But this is a lesson in display, too. The organizers, including the Ralph T. Coe Foundation and the Wheelwright, didn’t do the material justice. I think the fault lies with both parties. For one, the space (nicely shaped as an eight-sided hogan) is pretty small for 200 objects. That meant there was no room for labels–other than tombstones–for any of the objects, even the very best and most rare objects. So visitors will (I hope) appreciate the aesthetics of the pieces but take away little knowledge about them.

Second, but less troubling, the placement of the art works seemed very arbitrary.
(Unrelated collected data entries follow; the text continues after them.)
//! Dashboard statistics.

use crate::clock::start_of_day;
use crate::model::session::FocusSession;
use crate::model::task::Task;
use crate::model::tribe::Tribe;
use chrono::{DateTime, Duration, Local, Utc};
use serde::Serialize;

pub const DAILY_FOCUS_GOAL_MINUTES: u32 = 180;

#[derive(Debug, Clone, Copy, Default, PartialEq, Eq, Serialize)]
#[serde(rename_all = "camelCase")]
pub struct TaskProgress {
    pub completed: usize,
    pub total: usize,
}

#[derive(Debug, Clone, Copy, Default, PartialEq, Eq, Serialize)]
#[serde(rename_all = "camelCase")]
pub struct DerivedStats {
    /// Incomplete tasks due within today's local 24h window.
    pub due_today: usize,
    /// Minutes across sessions dated today or later.
    pub focus_time: u64,
    pub tasks_progress: TaskProgress,
    pub active_tribes: usize,
    pub daily_focus_goal: u32,
    /// Sessions dated today or later, regardless of status.
    pub sessions_completed: usize,
}

pub fn compute_stats(
    tasks: &[Task],
    tribes: &[Tribe],
    sessions: &[FocusSession],
    now: DateTime<Local>,
) -> DerivedStats {
    let today = start_of_day(now).with_timezone(&Utc);
    let tomorrow = today + Duration::hours(24);

    let due_today = tasks
        .iter()
        .filter(|task| !task.completed)
        .filter(|task| {
            task.due_date
                .is_some_and(|due| due >= today && due < tomorrow)
        })
        .count();

    let todays_sessions: Vec<&FocusSession> = sessions
        .iter()
        .filter(|session| session.date >= today)
        .collect();
    let focus_time = todays_sessions
        .iter()
        .map(|session| u64::from(session.duration))
        .sum();

    DerivedStats {
        due_today,
        focus_time,
        tasks_progress: TaskProgress {
            completed: tasks.iter().filter(|task| task.completed).count(),
            total: tasks.len(),
        },
        active_tribes: tribes.len(),
        daily_focus_goal: DAILY_FOCUS_GOAL_MINUTES,
        sessions_completed: todays_sessions.len(),
    }
}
After an introduction to Coe, the man, the curators organized the layout around three past exhibition themes, and followed that with a section on Coe’s long-standing friendship with a renowned artist (Joyce Growing Thunder Fogarty) and her family.  The objects, by and large, were not in those exhibitions and themes did not come through.

Pickett-Tail_MocsFinally, and this seemed very odd to me though I did not have room to deal with it in my review, that introduction to Coe included specimens he had collected of other so-called native, or primitive, art. So the first things a visitors sees is not the Native American art of the title, but rather art from India, Papua New Guinea, Japan, Ivory Coast, Benin, China, Zaire and the Solomon Islands.

Considering that Native Americans rightly take exception to having their art lumped in with categories that bear no relation, I found it odd that an exhibition devoted to a man that pushed so hard to have Indian art recognized for its aesthetics would start off on such a wrong foot.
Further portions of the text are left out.